» MATERIAL SUPPLIED
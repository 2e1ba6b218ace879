use std::path::{Path, PathBuf};

use {
    anthology_content::{
        ContentKind, ContentStore, McpRegistryIndex, McpServerConfig, kind, write,
    },
    clap::{Parser, Subcommand},
    serde::Serialize,
    tracing::info,
    tracing_subscriber::EnvFilter,
};

#[derive(Parser)]
#[command(name = "anthology", about = "Anthology — curated content metadata toolkit")]
struct Cli {
    #[command(subcommand)]
    command: Commands,

    /// Log level (trace, debug, info, warn, error).
    #[arg(long, global = true, default_value = "info")]
    log_level: String,

    /// Content repository root.
    #[arg(long, global = true, default_value = ".", env = "ANTHOLOGY_ROOT")]
    root: PathBuf,
}

#[derive(Subcommand)]
enum Commands {
    /// Inventory every content file with its extracted metadata.
    Scan {
        /// Write the JSON inventory here instead of stdout (the write is
        /// skipped when nothing changed).
        #[arg(long)]
        out: Option<PathBuf>,
        /// Log per-file cache hit rates after the pass.
        #[arg(long, default_value_t = false)]
        stats: bool,
    },
    /// Parse and print every collection manifest.
    Collections,
    /// Print one agent's metadata and MCP server configs.
    Agent {
        file: PathBuf,
        /// MCP registry snapshot for canonical name resolution.
        #[arg(long)]
        registry: Option<PathBuf>,
    },
}

fn init_tracing(cli: &Cli) {
    let filter =
        EnvFilter::try_from_default_env().unwrap_or_else(|_| EnvFilter::new(&cli.log_level));
    tracing_subscriber::fmt()
        .with_env_filter(filter)
        .with_writer(std::io::stderr)
        .init();
}

#[tokio::main]
async fn main() -> anyhow::Result<()> {
    let cli = Cli::parse();
    init_tracing(&cli);

    let store = ContentStore::new(cli.root.clone());
    match cli.command {
        Commands::Scan { out, stats } => scan(&store, out.as_deref(), stats).await,
        Commands::Collections => collections(&store).await,
        Commands::Agent { file, registry } => agent(&store, &file, registry).await,
    }
}

#[derive(Serialize)]
struct InventoryEntry {
    path: String,
    kind: ContentKind,
    title: String,
    #[serde(skip_serializing_if = "Option::is_none")]
    description: Option<String>,
    #[serde(skip_serializing_if = "Vec::is_empty")]
    mcp_servers: Vec<String>,
}

fn display_path(store: &ContentStore, path: &Path) -> String {
    path.strip_prefix(store.root())
        .unwrap_or(path)
        .display()
        .to_string()
}

async fn scan(store: &ContentStore, out: Option<&Path>, stats: bool) -> anyhow::Result<()> {
    let mut inventory = Vec::new();
    for content_kind in ContentKind::ALL {
        let files = kind::list_files(store.root(), content_kind).await?;
        info!(kind = ?content_kind, count = files.len(), "scanned content directory");

        for path in files {
            let entry = if content_kind == ContentKind::Collection {
                let Some(collection) = store.collection(&path).await else {
                    continue;
                };
                InventoryEntry {
                    path: display_path(store, &path),
                    kind: content_kind,
                    title: collection.name,
                    description: Some(collection.description),
                    mcp_servers: Vec::new(),
                }
            } else {
                InventoryEntry {
                    path: display_path(store, &path),
                    kind: content_kind,
                    title: store.title(&path).await,
                    description: store.description(&path).await,
                    mcp_servers: if content_kind == ContentKind::Agent {
                        store.mcp_server_names(&path).await
                    } else {
                        Vec::new()
                    },
                }
            };
            inventory.push(entry);
        }
    }

    let json = serde_json::to_string_pretty(&inventory)?;
    match out {
        Some(path) => {
            let outcome = write::write_if_changed(path, &json).await?;
            info!(path = %path.display(), ?outcome, "inventory export");
        },
        None => println!("{json}"),
    }

    if stats {
        for (path, file_stats) in store.cache().stats().await {
            info!(
                path = %path.display(),
                reads = file_stats.reads,
                hits = file_stats.hits,
                hit_rate = file_stats.hit_rate(),
                "cache"
            );
        }
    }
    Ok(())
}

async fn collections(store: &ContentStore) -> anyhow::Result<()> {
    let files = kind::list_files(store.root(), ContentKind::Collection).await?;
    let mut parsed = Vec::new();
    for path in files {
        if let Some(collection) = store.collection(&path).await {
            parsed.push(collection);
        }
    }
    println!("{}", serde_json::to_string_pretty(&parsed)?);
    Ok(())
}

#[derive(Serialize)]
struct ServerReport {
    #[serde(flatten)]
    config: McpServerConfig,
    /// Canonical registry identifier, when the display name resolves.
    #[serde(skip_serializing_if = "Option::is_none")]
    canonical_name: Option<String>,
}

async fn agent(store: &ContentStore, file: &Path, registry: Option<PathBuf>) -> anyhow::Result<()> {
    let path = if file.is_absolute() {
        file.to_path_buf()
    } else {
        store.root().join(file)
    };
    let Some(metadata) = store.agent_metadata(&path).await else {
        anyhow::bail!("no agent metadata in {}", path.display());
    };

    let registry_path = registry.unwrap_or_else(|| store.root().join("mcp-registry.json"));
    let index = McpRegistryIndex::global(&registry_path);

    let servers: Vec<ServerReport> = metadata
        .server_configs()
        .into_iter()
        .map(|config| ServerReport {
            canonical_name: index
                .lookup(&config.name)
                .map(|entry| entry.canonical_name.clone()),
            config,
        })
        .collect();

    let report = serde_json::json!({
        "name": metadata.name,
        "description": metadata.description,
        "tools": metadata.tools,
        "servers": servers,
    });
    println!("{}", serde_json::to_string_pretty(&report)?);
    Ok(())
}
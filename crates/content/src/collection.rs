//! Collection manifest parsing.
//!
//! Collections are standalone `*.collection.yml` files (pure YAML, no
//! frontmatter delimiters) naming an ordered bundle of content files
//! plus display preferences.

use std::path::Path;

use serde::{Deserialize, Serialize};

use crate::{cache::FileCache, error::Result};

/// A named, ordered bundle of content-file references.
#[derive(Debug, Clone, Serialize, Deserialize)]
pub struct Collection {
    pub id: String,
    pub name: String,
    pub description: String,
    #[serde(default)]
    pub tags: Vec<String>,
    #[serde(default)]
    pub items: Vec<CollectionItem>,
    #[serde(default)]
    pub display: Option<DisplayOptions>,
}

impl Collection {
    /// Whether this collection is flagged for the featured block of the
    /// root README.
    #[must_use]
    pub fn is_featured(&self) -> bool {
        self.display
            .as_ref()
            .and_then(|display| display.featured)
            .unwrap_or(false)
    }
}

/// One referenced content file within a collection.
#[derive(Debug, Clone, Serialize, Deserialize)]
pub struct CollectionItem {
    pub path: String,
    /// Item category: `prompt`, `instruction`, `chat-mode`, or `agent`.
    pub kind: String,
    /// Optional usage notes shown on the collection page.
    #[serde(default)]
    pub usage: Option<String>,
}

/// Rendering preferences for a collection.
#[derive(Debug, Clone, Default, Serialize, Deserialize)]
pub struct DisplayOptions {
    /// `alpha` or `manual` (preserve the order items are listed in).
    #[serde(default)]
    pub ordering: Option<String>,
    #[serde(default)]
    pub show_badge: Option<bool>,
    #[serde(default)]
    pub featured: Option<bool>,
}

/// Parse a collection manifest, reading through the cache.
///
/// Decoding is strict: a scalar that does not fit its declared field
/// type (an unquoted version-like `1.0` where a string is required, a
/// YAML tag, a mistyped list) fails the whole manifest. A manifest is
/// never partially populated.
pub async fn parse_collection(cache: &FileCache, path: &Path) -> Result<Collection> {
    let content = cache.read_cached(path).await?;
    Ok(serde_yaml::from_str(&content)?)
}

#[allow(clippy::unwrap_used, clippy::expect_used)]
#[cfg(test)]
mod tests {
    use super::*;

    async fn parse_str(content: &str) -> Result<Collection> {
        let tmp = tempfile::tempdir().unwrap();
        let path = tmp.path().join("test.collection.yml");
        std::fs::write(&path, content).unwrap();
        parse_collection(&FileCache::new(), &path).await
    }

    #[tokio::test]
    async fn parses_a_full_manifest_preserving_tag_order() {
        let collection = parse_str(
            "id: web-dev\nname: Web Development\ndescription: Front-end essentials\ntags:\n  - a\n  - b\nitems:\n  - path: prompts/react.prompt.md\n    kind: prompt\n  - path: agents/reviewer.agent.md\n    kind: agent\n    usage: |\n      Run after every PR.\ndisplay:\n  ordering: alpha\n  show_badge: false\n  featured: true\n",
        )
        .await
        .unwrap();

        assert_eq!(collection.id, "web-dev");
        assert_eq!(collection.tags, ["a", "b"]);
        assert_eq!(collection.items.len(), 2);
        assert_eq!(collection.items[0].kind, "prompt");
        assert_eq!(
            collection.items[1].usage.as_deref(),
            Some("Run after every PR.\n")
        );
        assert!(collection.is_featured());
        let display = collection.display.unwrap();
        assert_eq!(display.ordering.as_deref(), Some("alpha"));
        assert_eq!(display.show_badge, Some(false));
    }

    #[tokio::test]
    async fn empty_items_and_absent_display_are_fine() {
        let collection = parse_str("id: tiny\nname: Tiny\ndescription: d\nitems: []\n")
            .await
            .unwrap();
        assert!(collection.items.is_empty());
        assert!(collection.tags.is_empty());
        assert!(!collection.is_featured());
    }

    #[tokio::test]
    async fn malformed_yaml_fails_the_whole_manifest() {
        assert!(parse_str("invalid: yaml: content: [").await.is_err());
    }

    #[tokio::test]
    async fn mistyped_scalar_fails_the_whole_manifest() {
        // An unquoted version-like scalar decodes as a number, which is
        // rejected where a string is declared.
        assert!(
            parse_str("id: 1.0\nname: Versioned\ndescription: d\n")
                .await
                .is_err()
        );
    }

    #[tokio::test]
    async fn missing_file_is_an_error() {
        let tmp = tempfile::tempdir().unwrap();
        let path = tmp.path().join("absent.collection.yml");
        assert!(parse_collection(&FileCache::new(), &path).await.is_err());
    }
}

» WORK TASK
Which lines in the records above hold the string "anyhow"? Copy each of them.

» TASK RESPONSE
async fn main() -> anyhow::Result<()> {
async fn scan(store: &ContentStore, out: Option<&Path>, stats: bool) -> anyhow::Result<()> {
async fn collections(store: &ContentStore) -> anyhow::Result<()> {
async fn agent(store: &ContentStore, file: &Path, registry: Option<PathBuf>) -> anyhow::Result<()> {
        anyhow::bail!("no agent metadata in {}", path.display());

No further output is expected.